PROBLEM TO WORK ON
In the records below, find the line containing "assert_eq!(config.executor.max_file_size_mb, 10);"; restate it and every later line word for word, through the last.

TASK INPUTS
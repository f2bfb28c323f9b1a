//! Configuration surface for the duplication pipeline (§6).
//!
//! Supports loading from a TOML file (default `codeloom.toml` at the project
//! root); every field has a `#[serde(default = "...")]` so that
//! `Config::default()` and an empty TOML file produce the same struct.

use std::path::PathBuf;

use serde::{Deserialize, Serialize};

use crate::error::{Error, Result};

/// Top-level configuration (§6 "Configuration surface").
#[derive(Clone, Debug, Serialize, Deserialize)]
pub struct Config {
    /// Path to scan.
    #[serde(default = "default_project_root")]
    pub project_root: PathBuf,

    /// Process-wide query cache (C2).
    #[serde(default)]
    pub cache: CacheConfig,

    /// Matcher executor (C1).
    #[serde(default)]
    pub executor: ExecutorConfig,

    /// Duplication detector defaults (C4).
    #[serde(default)]
    pub detector: DetectorConfig,

    /// Enrichment orchestrator defaults (C7).
    #[serde(default)]
    pub enrichment: EnrichmentConfig,

    /// Backup store root, default `<project_root>/.backups`.
    #[serde(default)]
    pub backup_root: Option<PathBuf>,
}

impl Default for Config {
    fn default() -> Self {
        Self {
            project_root: default_project_root(),
            cache: CacheConfig::default(),
            executor: ExecutorConfig::default(),
            detector: DetectorConfig::default(),
            enrichment: EnrichmentConfig::default(),
            backup_root: None,
        }
    }
}

impl Config {
    /// Load from a TOML file, falling back to defaults for anything unset.
    pub fn load(path: &std::path::Path) -> Result<Self> {
        let text = std::fs::read_to_string(path)?;
        let config: Config = toml::from_str(&text)
            .map_err(|e| Error::InvalidInput(format!("invalid config at {}: {e}", path.display())))?;
        config.validate()?;
        Ok(config)
    }

    /// Resolved backup root (`<project_root>/.backups` unless overridden).
    pub fn backup_root(&self) -> PathBuf {
        self.backup_root
            .clone()
            .unwrap_or_else(|| self.project_root.join(".backups"))
    }

    /// Validate range constraints from §6. Not done at the serde layer so
    /// that the error message can name the offending field.
    pub fn validate(&self) -> Result<()> {
        if !(1..=16).contains(&self.enrichment.max_workers) {
            return Err(Error::InvalidInput(format!(
                "enrichment.max_workers must be in 1..=16, got {}",
                self.enrichment.max_workers
            )));
        }
        if self.enrichment.timeout_per_candidate_seconds == 0
            || self.enrichment.timeout_per_candidate_seconds > 300
        {
            return Err(Error::InvalidInput(format!(
                "enrichment.timeout_per_candidate_seconds must be in 1..=300, got {}",
                self.enrichment.timeout_per_candidate_seconds
            )));
        }
        if !(0.0..=1.0).contains(&self.detector.min_similarity) {
            return Err(Error::InvalidInput(format!(
                "detector.min_similarity must be in [0,1], got {}",
                self.detector.min_similarity
            )));
        }
        Ok(())
    }
}

fn default_project_root() -> PathBuf {
    std::env::current_dir().unwrap_or_else(|_| PathBuf::from("."))
}

/// Query cache configuration (C2).
#[derive(Clone, Debug, Serialize, Deserialize)]
pub struct CacheConfig {
    #[serde(default = "default_cache_size")]
    pub size: usize,
    #[serde(default = "default_cache_ttl_seconds")]
    pub ttl_seconds: u64,
}

impl Default for CacheConfig {
    fn default() -> Self {
        Self {
            size: default_cache_size(),
            ttl_seconds: default_cache_ttl_seconds(),
        }
    }
}

fn default_cache_size() -> usize {
    1000
}

fn default_cache_ttl_seconds() -> u64 {
    300
}

/// Matcher executor configuration (C1).
#[derive(Clone, Debug, Serialize, Deserialize)]
pub struct ExecutorConfig {
    /// Name or path of the external structural-pattern matcher binary.
    #[serde(default = "default_matcher_binary")]
    pub matcher_binary: String,
    #[serde(default = "default_max_file_size_mb")]
    pub max_file_size_mb: u64,
    #[serde(default = "default_timeout_ms")]
    pub default_timeout_ms: u64,
}

impl Default for ExecutorConfig {
    fn default() -> Self {
        Self {
            matcher_binary: default_matcher_binary(),
            max_file_size_mb: default_max_file_size_mb(),
            default_timeout_ms: default_timeout_ms(),
        }
    }
}

fn default_matcher_binary() -> String {
    "ast-grep".to_string()
}

fn default_max_file_size_mb() -> u64 {
    10
}

fn default_timeout_ms() -> u64 {
    10_000
}

/// Duplication detector configuration (C4).
#[derive(Clone, Debug, Serialize, Deserialize)]
pub struct DetectorConfig {
    #[serde(default = "default_min_similarity")]
    pub min_similarity: f64,
    #[serde(default = "default_min_lines")]
    pub min_lines: u32,
    #[serde(default)]
    pub construct_type: ConstructType,
    #[serde(default)]
    pub exclude_patterns: Vec<String>,
}

impl Default for DetectorConfig {
    fn default() -> Self {
        Self {
            min_similarity: default_min_similarity(),
            min_lines: default_min_lines(),
            construct_type: ConstructType::default(),
            exclude_patterns: Vec::new(),
        }
    }
}

fn default_min_similarity() -> f64 {
    0.8
}

fn default_min_lines() -> u32 {
    5
}

#[derive(Clone, Copy, Debug, Default, PartialEq, Eq, Serialize, Deserialize)]
#[serde(rename_all = "snake_case")]
pub enum ConstructType {
    #[default]
    FunctionDefinition,
    ClassDefinition,
    Block,
}

/// Enrichment orchestrator configuration (C7).
#[derive(Clone, Debug, Serialize, Deserialize)]
pub struct EnrichmentConfig {
    #[serde(default = "default_max_workers")]
    pub max_workers: u32,
    #[serde(default = "default_timeout_per_candidate")]
    pub timeout_per_candidate_seconds: u64,
    #[serde(default = "default_true")]
    pub include_test_coverage: bool,
}

impl Default for EnrichmentConfig {
    fn default() -> Self {
        Self {
            max_workers: default_max_workers(),
            timeout_per_candidate_seconds: default_timeout_per_candidate(),
            include_test_coverage: true,
        }
    }
}

fn default_max_workers() -> u32 {
    4
}

fn default_timeout_per_candidate() -> u64 {
    30
}

fn default_true() -> bool {
    true
}

#[cfg(test)]
mod tests {
    use super::*;

    #[test]
    fn defaults_match_spec_surface() {
        let config = Config::default();
        assert_eq!(config.cache.size, 1000);
        assert_eq!(config.cache.ttl_seconds, 300);
        assert_eq!(config.enrichment.max_workers, 4);
        assert_eq!(config.enrichment.timeout_per_candidate_seconds, 30);
        assert_eq!(config.executor.max_file_size_mb, 10);
        assert_eq!(config.detector.min_similarity, 0.8);
        assert_eq!(config.detector.min_lines, 5);
        assert!(config.validate().is_ok());
    }

    #[test]
    fn empty_toml_equals_default() {
        let config: Config = toml::from_str("").unwrap();
        assert_eq!(config.cache.size, Config::default().cache.size);
    }

    #[test]
    fn backup_root_defaults_under_project_root() {
        let mut config = Config::default();
        config.project_root = PathBuf::from("/tmp/proj");
        assert_eq!(config.backup_root(), PathBuf::from("/tmp/proj/.backups"));
    }

    #[test]
    fn validate_rejects_out_of_range_max_workers() {
        let mut config = Config::default();
        config.enrichment.max_workers = 32;
        assert!(config.validate().is_err());
    }

    #[test]
    fn validate_rejects_out_of_range_timeout() {
        let mut config = Config::default();
        config.enrichment.timeout_per_candidate_seconds = 301;
        assert!(config.validate().is_err());
    }
}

SOLUTION TO THIS EXERCISE
        assert_eq!(config.executor.max_file_size_mb, 10);
        assert_eq!(config.detector.min_similarity, 0.8);
        assert_eq!(config.detector.min_lines, 5);
        assert!(config.validate().is_ok());
    }

    #[test]
    fn empty_toml_equals_default() {
        let config: Config = toml::from_str("").unwrap();
        assert_eq!(config.cache.size, Config::default().cache.size);
    }

    #[test]
    fn backup_root_defaults_under_project_root() {
        let mut config = Config::default();
        config.project_root = PathBuf::from("/tmp/proj");
        assert_eq!(config.backup_root(), PathBuf::from("/tmp/proj/.backups"));
    }

    #[test]
    fn validate_rejects_out_of_range_max_workers() {
        let mut config = Config::default();
        config.enrichment.max_workers = 32;
        assert!(config.validate().is_err());
    }

    #[test]
    fn validate_rejects_out_of_range_timeout() {
        let mut config = Config::default();
        config.enrichment.timeout_per_candidate_seconds = 301;
        assert!(config.validate().is_err());
    }
}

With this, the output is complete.